Fever Early in Pregnancy may Increase Birth Defect Risk

Women who suffer a fever early in pregnancy may have a slightly increased risk of giving birth to babies with certain birth defects, a review finds.

Numerous studies have suggested a link between fever during pregnancy and increased birth defect risk. The research team found that across 46 studies in the past 20 years, fever during the first trimester — when birth defects typically take shape — was tied to a 50 percent to three-fold increased risk of cleft palate, heart defects and serious malformations of the brain and spine called neural tube defects.

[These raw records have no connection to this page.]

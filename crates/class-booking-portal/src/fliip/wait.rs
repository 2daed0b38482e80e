use chromiumoxide::Page;
use serde_json::Value;
use std::future::Future;
use std::time::{Duration, Instant};
use tokio::time::sleep;
use crate::error::UiError;

const FIRST_POLL: Duration = Duration::from_millis(100);
const MAX_POLL: Duration = Duration::from_millis(500);

/// Poll `probe` until it yields a value or `timeout` runs out. The interval
/// starts at 100ms and doubles up to 500ms.
pub async fn poll_until<T, F, Fut>(what: &str, timeout: Duration, mut probe: F) -> Result<T, UiError>
where
    F: FnMut() -> Fut,
    Fut: Future<Output = Result<Option<T>, UiError>>,
{
    let start = Instant::now();
    let mut interval = FIRST_POLL;

    loop {
        if let Some(value) = probe().await? {
            return Ok(value);
        }
        if start.elapsed() >= timeout {
            return Err(UiError::timeout(what, timeout));
        }
        sleep(interval).await;
        interval = (interval * 2).min(MAX_POLL);
    }
}

/// Evaluate a JS expression and return its JSON value (`Null` when it has none)
pub async fn eval(page: &Page, js: String) -> Result<Value, UiError> {
    let result = page.evaluate(js).await?;
    Ok(result.value().cloned().unwrap_or(Value::Null))
}

/// Rendered text of the element with `id` when it is displayed, else `None`
pub async fn visible_text_by_id(page: &Page, id: &str) -> Result<Option<String>, UiError> {
    let js = format!(
        r#"(() => {{
            const el = document.getElementById({id});
            if (!el) return null;
            const style = window.getComputedStyle(el);
            if (style.display === 'none' || style.visibility === 'hidden') return null;
            if (el.getClientRects().length === 0) return null;
            return el.innerText || '';
        }})()"#,
        id = js_string(id)
    );
    Ok(eval(page, js).await?.as_str().map(str::to_string))
}

/// Text of the first element matching `selector`, whether or not it is visible
pub async fn text_of(page: &Page, selector: &str) -> Result<Option<String>, UiError> {
    match page.find_element(selector.to_string()).await {
        Ok(element) => Ok(element.inner_text().await?),
        Err(_) => Ok(None),
    }
}

/// Wait for `selector` to exist, then click it
pub async fn click_when_present(page: &Page, selector: &str, timeout: Duration) -> Result<(), UiError> {
    let element = poll_until(selector, timeout, move || async move {
        Ok(page.find_element(selector.to_string()).await.ok())
    })
    .await?;
    element.click().await?;
    Ok(())
}

/// Quote a Rust string as a JS string literal
pub fn js_string(value: &str) -> String {
    Value::String(value.to_string()).to_string()
}

#[cfg(test)]
mod tests {
    use super::*;

    #[test]
    fn test_js_string_escapes_quotes() {
        assert_eq!(js_string("a\"b"), "\"a\\\"b\"");
        assert_eq!(js_string("current-date"), "\"current-date\"");
    }

    #[tokio::test]
    async fn test_poll_until_returns_first_value() {
        let mut calls = 0;
        let value = poll_until("counter", Duration::from_secs(2), || {
            calls += 1;
            let ready = calls >= 3;
            async move { Ok(if ready { Some(calls) } else { None }) }
        })
        .await
        .unwrap();
        assert_eq!(value, 3);
    }

    #[tokio::test]
    async fn test_poll_until_times_out() {
        let result: Result<(), UiError> =
            poll_until("nothing", Duration::from_millis(150), move || async move { Ok(None) }).await;
        assert!(result.unwrap_err().is_timeout());
    }
}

“These are rare events,” said Dr. Siobhan Dolan, an obstetrician and medical advisor to the March of Dimes who was not involved in the review. “So even with an increased risk, the chances of it happening are low.” She said it’s unclear whether it’s the fever or the underlying infection that may be the cause.

Other factors may greatly increase an unborn baby’s risk of developing birth defects. In 2011, the U.S. Food and Drug Administration warned the public about data suggesting infants born to women treated with anti-seizure drug Topamax during pregnancy have an increased risk of developing cleft palate or cleft lip.

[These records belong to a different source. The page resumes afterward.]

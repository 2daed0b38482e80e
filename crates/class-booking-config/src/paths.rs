use anyhow::Result;
use std::path::{Path, PathBuf};

/// Get the container base path from environment variable, defaulting to "/app"
pub fn container_base_path() -> PathBuf {
    std::env::var("FLIIP_BOOKER_BASE_PATH")
        .map(PathBuf::from)
        .unwrap_or_else(|_| PathBuf::from("/app"))
}

pub struct PathManager {
    config_dir: PathBuf,
    data_dir: PathBuf,
    log_dir: PathBuf,
}

impl PathManager {
    pub fn new() -> Result<Self> {
        let base_dir = dirs::config_dir()
            .ok_or_else(|| anyhow::anyhow!("Could not determine config directory"))?
            .join("fliip-booker");

        Ok(Self::rooted_at(base_dir))
    }

    pub fn from_docker_env() -> Self {
        Self::rooted_at(container_base_path())
    }

    /// Config files at `base`, data and logs in subdirectories
    pub fn rooted_at(base: PathBuf) -> Self {
        Self {
            config_dir: base.clone(),
            data_dir: base.join("data"),
            log_dir: base.join("logs"),
        }
    }

    pub fn config_dir(&self) -> &Path {
        &self.config_dir
    }

    pub fn data_dir(&self) -> &Path {
        &self.data_dir
    }

    pub fn log_dir(&self) -> &Path {
        &self.log_dir
    }

    pub fn reports_dir(&self) -> PathBuf {
        self.data_dir.join("reports")
    }

    /// Chromium profile, kept between runs so the portal session cookie survives
    pub fn browser_profile_dir(&self) -> PathBuf {
        self.data_dir.join("browser")
    }

    pub fn debug_dir(&self) -> PathBuf {
        self.data_dir.join("browser_debug")
    }

    pub fn config_file(&self) -> PathBuf {
        self.config_dir.join("config.toml")
    }

    pub fn credentials_file(&self) -> PathBuf {
        self.config_dir.join("credentials.toml")
    }

    pub fn daemon_log_file(&self) -> PathBuf {
        self.log_dir.join("fliip-booker.log")
    }

    pub fn ensure_directories(&self) -> Result<()> {
        std::fs::create_dir_all(&self.config_dir)?;
        std::fs::create_dir_all(&self.data_dir)?;
        std::fs::create_dir_all(&self.log_dir)?;
        std::fs::create_dir_all(self.reports_dir())?;
        Ok(())
    }
}

impl Default for PathManager {
    fn default() -> Self {
        // The container image creates the base path; its presence means we run in one
        let base = container_base_path();
        if base.exists() {
            return Self::from_docker_env();
        }

        Self::new().unwrap_or_else(|_| Self::from_docker_env())
    }
}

Other studies have found that women who take ZofranĀ® during pregnancy may also have an increased risk of having a child with birth defects. Like Topamax, Zofran birth defects include cleft lip and cleft palate, as well as heart defects.

As for the dangers of fevers during pregnancy, acetaminophen — the active ingredient in Tylenol — has been touted a safe and effective fever reducer for pregnant women. So if fever does increase the risk of birth defects, pregnant women can do something about it, Dolan said. A number of studies found the risk of birth defects is lower or gone when moms-to-be treat their fever with acetaminophen or other fever reducers.

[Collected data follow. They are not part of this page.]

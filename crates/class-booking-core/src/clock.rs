use async_trait::async_trait;
use chrono::{Local, NaiveDate, NaiveDateTime};

/// Source of "now" for skip decisions and the registration opening wait.
/// Times are wall-clock local time, the same time the portal prints.
#[async_trait]
pub trait Clock: Send + Sync {
    fn now(&self) -> NaiveDateTime;

    fn today(&self) -> NaiveDate {
        self.now().date()
    }

    /// Return once `instant` has passed. Returns at once for past instants.
    async fn sleep_until(&self, instant: NaiveDateTime);
}

#[derive(Debug, Clone, Copy, Default)]
pub struct SystemClock;

#[async_trait]
impl Clock for SystemClock {
    fn now(&self) -> NaiveDateTime {
        Local::now().naive_local()
    }

    async fn sleep_until(&self, instant: NaiveDateTime) {
        if let Ok(wait) = (instant - self.now()).to_std() {
            tokio::time::sleep(wait).await;
        }
    }
}

#[cfg(test)]
mod tests {
    use super::*;

    #[tokio::test]
    async fn test_system_clock_does_not_sleep_for_past_instants() {
        let clock = SystemClock;
        let past = clock.now() - chrono::Duration::hours(1);
        tokio::time::timeout(std::time::Duration::from_secs(1), clock.sleep_until(past))
            .await
            .unwrap();
    }
}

Researchers admit there’s a need for long-term studies, and while the review found a possible association between fever during pregnancy and an increased risk of birth defects, it did not prove a cause-and-effect link.

“Usually, the thinking during pregnancy is, ‘Don’t take anything,'” Dolan said. “But this suggests that with fever, the opposite is true. Taking acetaminophen is the way to go.”